糖尿病性認知症の発症に関しては、糖代謝異常による糖毒性が関与しているのではないかと考えられている。糖尿病に伴い、神経細胞内にリン酸化されたタウタンパクが異常集積し、認知症発症に繋がる。同時に高血糖が長期間続くことで神経細胞が徐々に障害され、発症リスクが高まる。一方で低血糖では、特に記憶に関わる海馬や大脳の神経細胞のダメージが大きい。正常血糖値100ミリグラム/デシリットルが、急に50ミリグラム/デシリットルに低下しただけで神経細胞は障害されるが、血糖値の日内変動が激しい場合でも障害が大きい。

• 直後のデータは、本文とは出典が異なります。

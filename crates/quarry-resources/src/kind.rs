//! Resource kinds and their metadata schemas

use crate::pattern::SegmentPattern;
use crate::{ResourceError, Result};
use std::collections::BTreeMap;
use std::hash::{Hash, Hasher};

/// Whether a kind names directories or files
#[derive(Debug, Clone, Copy, PartialEq, Eq, Hash)]
pub enum EntryType {
    Directory,
    File,
}

/// Expected type of a metadata field
#[derive(Debug, Clone, Copy, PartialEq, Eq, Hash)]
pub enum FieldType {
    Any,
    String,
    Integer,
    StringList,
    /// Coerced to a comparable version on load
    Version,
    /// List coerced element-wise to comparable versions on load
    VersionList,
}

impl FieldType {
    /// Human readable form used in error messages
    pub fn describe(self) -> &'static str {
        match self {
            FieldType::Any => "any value",
            FieldType::String => "a string",
            FieldType::Integer => "an integer",
            FieldType::StringList => "a list of strings",
            FieldType::Version => "a version",
            FieldType::VersionList => "a list of versions",
        }
    }
}

#[derive(Debug, Clone, PartialEq, Eq)]
pub struct FieldRule {
    pub ty: FieldType,
    pub required: bool,
}

/// Metadata schema of a loadable kind: which fields may appear, which must,
/// and which must agree with variables taken from the resource path.
#[derive(Debug, Clone, Default, PartialEq, Eq)]
pub struct Schema {
    fields: BTreeMap<String, FieldRule>,
    path_checked: Vec<String>,
}

impl Schema {
    pub fn new() -> Self {
        Self::default()
    }

    pub fn required(mut self, name: &str, ty: FieldType) -> Self {
        self.fields
            .insert(name.to_string(), FieldRule { ty, required: true });
        self
    }

    pub fn optional(mut self, name: &str, ty: FieldType) -> Self {
        self.fields
            .insert(name.to_string(), FieldRule { ty, required: false });
        self
    }

    /// Require the field to agree with the path variable of the same name
    pub fn check_path(mut self, name: &str) -> Self {
        if !self.path_checked.iter().any(|n| n == name) {
            self.path_checked.push(name.to_string());
        }
        self
    }

    pub fn rule(&self, name: &str) -> Option<&FieldRule> {
        self.fields.get(name)
    }

    pub fn fields(&self) -> impl Iterator<Item = (&str, &FieldRule)> {
        self.fields.iter().map(|(k, v)| (k.as_str(), v))
    }

    pub fn path_checked(&self) -> &[String] {
        &self.path_checked
    }
}

/// A registered category of discoverable item
#[derive(Debug, Clone, PartialEq, Eq)]
pub struct ResourceKind {
    config_version: u32,
    key: String,
    pattern: SegmentPattern,
    entry: EntryType,
    parent: Option<String>,
    schema: Option<Schema>,
}

impl ResourceKind {
    /// The kind standing for a search root itself
    pub fn root(config_version: u32, key: &str) -> Result<Self> {
        Ok(Self {
            config_version,
            key: validate_key(key)?,
            pattern: SegmentPattern::parse("")?,
            entry: EntryType::Directory,
            parent: None,
            schema: None,
        })
    }

    /// A directory kind below `parent`
    pub fn directory(config_version: u32, key: &str, parent: &str, pattern: &str) -> Result<Self> {
        Self::child(config_version, key, parent, pattern, EntryType::Directory, None)
    }

    /// A loadable file kind below `parent`
    pub fn file(
        config_version: u32,
        key: &str,
        parent: &str,
        pattern: &str,
        schema: Schema,
    ) -> Result<Self> {
        Self::child(config_version, key, parent, pattern, EntryType::File, Some(schema))
    }

    fn child(
        config_version: u32,
        key: &str,
        parent: &str,
        pattern: &str,
        entry: EntryType,
        schema: Option<Schema>,
    ) -> Result<Self> {
        let pattern = SegmentPattern::parse(pattern)?;
        if pattern.is_empty() {
            return Err(ResourceError::InvalidPattern {
                pattern: String::new(),
                reason: format!("'{}' needs a non-empty segment pattern", key),
            });
        }
        Ok(Self {
            config_version,
            key: validate_key(key)?,
            pattern,
            entry,
            parent: Some(validate_key(parent)?),
            schema,
        })
    }

    pub fn config_version(&self) -> u32 {
        self.config_version
    }

    pub fn key(&self) -> &str {
        &self.key
    }

    /// This kind's own path segment pattern
    pub fn pattern(&self) -> &SegmentPattern {
        &self.pattern
    }

    pub fn entry_type(&self) -> EntryType {
        self.entry
    }

    pub fn is_directory(&self) -> bool {
        self.entry == EntryType::Directory
    }

    pub fn is_root(&self) -> bool {
        self.parent.is_none()
    }

    pub fn parent_key(&self) -> Option<&str> {
        self.parent.as_deref()
    }

    /// Metadata schema; `None` for kinds that cannot be loaded
    pub fn schema(&self) -> Option<&Schema> {
        self.schema.as_ref()
    }
}

// Kinds are identified by (config version, key); the registry guarantees
// uniqueness of that pair.
impl Hash for ResourceKind {
    fn hash<H: Hasher>(&self, state: &mut H) {
        self.config_version.hash(state);
        self.key.hash(state);
    }
}

fn validate_key(key: &str) -> Result<String> {
    let valid = !key.is_empty()
        && key.split('.').all(|seg| {
            !seg.is_empty() && seg.chars().all(|c| c.is_ascii_alphanumeric() || c == '_')
        });
    if valid {
        Ok(key.to_string())
    } else {
        Err(ResourceError::InvalidKeyPattern(key.to_string()))
    }
}
//! Configuration Loader
//!
//! Handles loading and merging configuration from multiple sources with proper precedence.

use crate::global::{validate_packages_path, GlobalConfig, ResourcesConfig};
use crate::{ConfigError, ConfigResult};
use std::env;
use std::path::{Path, PathBuf};

/// Search roots override, in the platform's path-list syntax
pub const PACKAGES_PATH_ENV: &str = "QUARRY_PACKAGES_PATH";

/// Schema generation override
pub const CONFIG_VERSION_ENV: &str = "QUARRY_CONFIG_VERSION";

/// Configuration loader
///
/// Loads configuration from multiple sources and merges them with proper precedence:
/// 1. Global config (~/.quarry/config.toml) - lowest priority
/// 2. Environment variables (QUARRY_*) - overrides the file
/// 3. Explicit arguments - highest priority (handled by caller)
pub struct ConfigLoader {
    /// Cached global config path
    global_config_path: Option<PathBuf>,
}

/// Merged configuration result
#[derive(Debug, Clone, Default)]
pub struct Config {
    /// Global configuration with environment overrides applied
    pub global: GlobalConfig,

    /// File the configuration was read from, if any
    pub source: Option<PathBuf>,
}

impl ConfigLoader {
    /// Create a new configuration loader
    pub fn new() -> Self {
        Self {
            global_config_path: None,
        }
    }

    /// Create a loader that reads the global config from a custom location
    pub fn with_global_path(path: impl Into<PathBuf>) -> Self {
        Self {
            global_config_path: Some(path.into()),
        }
    }

    /// Load the global configuration (if present) and apply environment overrides
    pub fn load(&mut self) -> ConfigResult<Config> {
        let path = self.global_path()?.to_path_buf();

        // Global config is optional - if it doesn't exist, start from defaults
        let (global, source) = if path.exists() {
            (GlobalConfig::load_from_file(&path)?, Some(path))
        } else {
            (GlobalConfig::default(), None)
        };

        Ok(Config {
            global: self.apply_env_overrides(global)?,
            source,
        })
    }

    /// Load configuration from a specific config file
    pub fn load_from_file(&mut self, config_path: &Path) -> ConfigResult<Config> {
        let global = GlobalConfig::load_from_file(config_path)?;

        Ok(Config {
            global: self.apply_env_overrides(global)?,
            source: Some(config_path.to_path_buf()),
        })
    }

    fn global_path(&mut self) -> ConfigResult<&Path> {
        if self.global_config_path.is_none() {
            self.global_config_path = Some(GlobalConfig::global_config_path()?);
        }
        self.global_config_path
            .as_deref()
            .ok_or(ConfigError::HomeNotFound)
    }

    /// Apply environment variable overrides
    ///
    /// QUARRY_PACKAGES_PATH replaces the configured search roots,
    /// QUARRY_CONFIG_VERSION replaces the schema generation.
    fn apply_env_overrides(&self, mut config: GlobalConfig) -> ConfigResult<GlobalConfig> {
        if let Some(raw) = env::var_os(PACKAGES_PATH_ENV) {
            let paths: Vec<PathBuf> = env::split_paths(&raw).collect();
            validate_packages_path(PACKAGES_PATH_ENV, &paths)?;
            config.merge(&GlobalConfig {
                resources: Some(ResourcesConfig {
                    packages_path: paths,
                    config_version: None,
                }),
            });
        }

        if let Ok(raw) = env::var(CONFIG_VERSION_ENV) {
            let version = raw
                .trim()
                .parse::<u32>()
                .map_err(|e| ConfigError::InvalidValue {
                    field: CONFIG_VERSION_ENV.to_string(),
                    reason: format!("'{}': {}", raw, e),
                })?;
            config.merge(&GlobalConfig {
                resources: Some(ResourcesConfig {
                    packages_path: Vec::new(),
                    config_version: Some(version),
                }),
            });
        }

        Ok(config)
    }
}

impl Default for ConfigLoader {
    fn default() -> Self {
        Self::new()
    }
}

impl Config {
    /// Search roots in scan order
    pub fn packages_path(&self) -> &[PathBuf] {
        self.global.packages_path()
    }

    /// Effective schema generation (configured > 0)
    pub fn config_version(&self) -> u32 {
        self.global.config_version().unwrap_or(0)
    }
}

#[cfg(test)]
mod tests {
    use super::*;
    use serial_test::serial;
    use std::fs;
    use tempfile::TempDir;

    fn create_config_file(dir: &Path, content: &str) -> PathBuf {
        let config_path = dir.join("config.toml");
        fs::write(&config_path, content).unwrap();
        config_path
    }

    #[test]
    #[serial]
    fn test_missing_global_config_is_default() {
        let temp_dir = TempDir::new().unwrap();

        let mut loader = ConfigLoader::with_global_path(temp_dir.path().join("config.toml"));
        let config = loader.load().unwrap();

        assert!(config.packages_path().is_empty());
        assert_eq!(config.config_version(), 0);
        assert!(config.source.is_none());
    }

    #[test]
    #[serial]
    fn test_load_global_config() {
        let temp_dir = TempDir::new().unwrap();
        let path = create_config_file(
            temp_dir.path(),
            r#"
[resources]
packages_path = ["/repo/packages"]
config_version = 0
"#,
        );

        let mut loader = ConfigLoader::with_global_path(&path);
        let config = loader.load().unwrap();

        assert_eq!(config.packages_path(), &[PathBuf::from("/repo/packages")]);
        assert_eq!(config.source.as_deref(), Some(path.as_path()));
    }

    #[test]
    #[serial]
    fn test_env_override_packages_path() {
        let temp_dir = TempDir::new().unwrap();
        let path = create_config_file(
            temp_dir.path(),
            r#"
[resources]
packages_path = ["/from/file"]
"#,
        );

        let joined = env::join_paths(["/env/a", "/env/b"]).unwrap();
        env::set_var(PACKAGES_PATH_ENV, &joined);

        let mut loader = ConfigLoader::new();
        let config = loader.load_from_file(&path).unwrap();

        env::remove_var(PACKAGES_PATH_ENV);

        assert_eq!(
            config.packages_path(),
            &[PathBuf::from("/env/a"), PathBuf::from("/env/b")]
        );
    }

    #[test]
    #[serial]
    fn test_env_override_invalid_config_version() {
        let temp_dir = TempDir::new().unwrap();

        env::set_var(CONFIG_VERSION_ENV, "zero");

        let mut loader = ConfigLoader::with_global_path(temp_dir.path().join("config.toml"));
        let result = loader.load();

        env::remove_var(CONFIG_VERSION_ENV);

        assert!(matches!(result, Err(ConfigError::InvalidValue { .. })));
    }
}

「糖尿病性認知症は、コントロール可能な認知症といわれています。例えば患者を入院させ、適切に血糖コントロールするだけで認知症の進行を抑制したり、症状を改善できます。糖尿病性認知症なのに、アルツハイマー型と診断され、抗認知症薬の治療を受けていても症状は改善しません」(羽生主任教授)

 現在、認知症患者は460万人、前段階の軽度認知障害患者も推定で400万人以上いる。仮に、糖尿病を合併している軽度認知障害患者に血糖コントロールを実施すれば認知症予防も可能だ。そのためにも40代からの血糖管理がさらに重要となってくる。